USA contro EUROPA: confronto imbarazzante

15 Gennaio 2019 08:59

I numeri parlano chiaro. I dato macroeconomici in uscita pure. Il Vecchio Continente, alias l’Europa, si trova in una fase di grossa difficoltà. La cosa grave, però è che l’Europa è in difficoltà da…anni!

(…) L’economia europea sta rallentando e quella italiana non fa eccezione. Lo dicono i numeri pubblicati in questi giorni dagli istituti di statistica nazionali, che registrano un calo della produzione non solo in Italia, ma anche in Spagna, Francia e pure in Germania, consolidata locomotiva europea (e importante mercato per il nostro export industriale). Solo la Gran Bretagna limita i danni. Per quanto riguarda l’Italia le prospettive sono grigie: l’attuale fase di debolezza del ciclo economico italiano, spiega l’Istat nel bollettino mensile sull’andamento dell’economia a dicembre, potrebbe proseguire anche nei prossimi mesi, alla luce della nuova flessione dell’indicatore anticipatore. E questo desta preoccupazione. Nel terzo trimestre del 2018 l’Italia ha registrato un Pil negativo dello 0,1% e la Germania dello 0,2%. Due trimestri consecutivi di contrazione equivalgono per gli analisti alla cosiddetta «recessione tecnica». (…) [Source

Ops, recessione tecnica, ma i mercati la “recessione” ce l’hanno fatta vedere con gli interessi negli ultimi anni. Guardate il divario di performance tra l’indice MSCI Europe e lo SP500.

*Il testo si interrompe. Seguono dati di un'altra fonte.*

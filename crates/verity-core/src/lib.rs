//! Verity Core - review trust scoring, classification, and sentiment logic.
//!
//! This crate is the decision engine behind Verity: it assigns a
//! fraud-likelihood score to short consumer-review texts, classifies each
//! review into a trust category with a confidence level, and independently
//! labels its sentiment polarity. Data acquisition and presentation live
//! outside this crate; callers hand in [`Review`] records and consume the
//! derived [`ReviewAnalysis`] fields.
//!
//! The engine is a pure function of its input and an injectable
//! [`DetectionConfig`]: no I/O, no global state, no randomness. Two
//! configuration presets ship with the crate ([`DetectionConfig::standard`]
//! and [`DetectionConfig::compact`]); tests and callers may supply their
//! own rule sets instead.
//!
//! ```
//! use verity_core::{Classification, Review, ReviewAnalyzer};
//!
//! let analyzer = ReviewAnalyzer::with_standard();
//! let review = Review::new(
//!     "Does the job",
//!     "Installed this in the garage last spring and it has run quietly since, \
//!      needing only one filter change and no other attention in daily use.",
//!     4,
//!     true,
//!     7,
//! );
//! let analysis = analyzer.analyze(&review);
//! assert_eq!(analysis.classification, Classification::Genuine);
//! ```

pub mod config;
pub mod detector;
pub mod pipeline;
pub mod review;
pub mod sentiment;

pub use config::{
    ConfigError, DetectionConfig, LengthRule, PatternRule, RepetitionRule, SentimentConfig,
    TrustThresholds,
};
pub use detector::{
    Classification, Confidence, ScoreResult, Signal, SignalHit, SuspicionScorer, TrustClassifier,
    TrustVerdict,
};
pub use pipeline::{ReviewAnalysis, ReviewAnalyzer};
pub use review::Review;
pub use sentiment::{Sentiment, SentimentAnalyzer, SentimentResult};
//! Review input record.

use serde::{Deserialize, Serialize};

/// A single consumer review handed to the engine.
///
/// Fields absent from a source record deserialize to documented defaults
/// (empty text, rating 0, unverified, zero votes) rather than failing,
/// so upstream data quality issues never surface as errors here.
#[derive(Debug, Clone, Default, PartialEq, Eq, Serialize, Deserialize)]
pub struct Review {
    /// Review headline. May be empty.
    #[serde(default)]
    pub title: String,
    /// Review body. May be empty.
    #[serde(default)]
    pub content: String,
    /// Star rating in 1..=5. 0 means the source record carried none.
    #[serde(default)]
    pub rating: u8,
    /// Whether the purchase is confirmed.
    #[serde(default)]
    pub verified: bool,
    /// Helpful-vote count.
    #[serde(default)]
    pub helpful_votes: u32,
}

impl Review {
    /// Creates a new review record.
    pub fn new(
        title: impl Into<String>,
        content: impl Into<String>,
        rating: u8,
        verified: bool,
        helpful_votes: u32,
    ) -> Self {
        Self {
            title: title.into(),
            content: content.into(),
            rating,
            verified,
            helpful_votes,
        }
    }

    /// Lowercased title and body joined with a single space.
    ///
    /// Shared view for the text-based suspicion signals.
    pub(crate) fn full_text(&self) -> String {
        format!("{} {}", self.title, self.content).to_lowercase()
    }
}

#[cfg(test)]
mod tests {
    use super::*;

    #[test]
    fn missing_fields_deserialize_to_defaults() {
        let review: Review = serde_json::from_str(r#"{"title": "Great product"}"#).unwrap();
        assert_eq!(review.title, "Great product");
        assert_eq!(review.content, "");
        assert_eq!(review.rating, 0);
        assert!(!review.verified);
        assert_eq!(review.helpful_votes, 0);
    }

    #[test]
    fn empty_record_deserializes() {
        let review: Review = serde_json::from_str("{}").unwrap();
        assert_eq!(review, Review::default());
    }

    #[test]
    fn full_text_lowercases_and_joins() {
        let review = Review::new("Great Laptop", "Battery LIFE is solid", 4, true, 3);
        assert_eq!(review.full_text(), "great laptop battery life is solid");
    }

    #[test]
    fn full_text_with_empty_title() {
        let review = Review::new("", "Works fine", 3, true, 0);
        assert_eq!(review.full_text(), " works fine");
    }

    #[test]
    fn serde_round_trip() {
        let review = Review::new("Title", "Content body", 5, true, 12);
        let json = serde_json::to_string(&review).unwrap();
        let back: Review = serde_json::from_str(&json).unwrap();
        assert_eq!(review, back);
    }
}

E tenete conto che in realtà, il grande divario si è concretizzato dal 2011. Dite che il mercato è stato cattivo e crudele nei nostri confronti? Nossignore. QE o non QE, politiche espansive o no, i numeri dicono chiaramente che la performance dei due mercati è estremamente diversa e comandata…da che cosa? Sempre da loro, quelli che poi alla fine fanno SEMPRE la differenza. Gli utili.

Notate delle differenze? E sopratutto, verrà il giorno dove le due tendenze invertiranno? per come sono messe le cose, ahimè, temo proprio di no.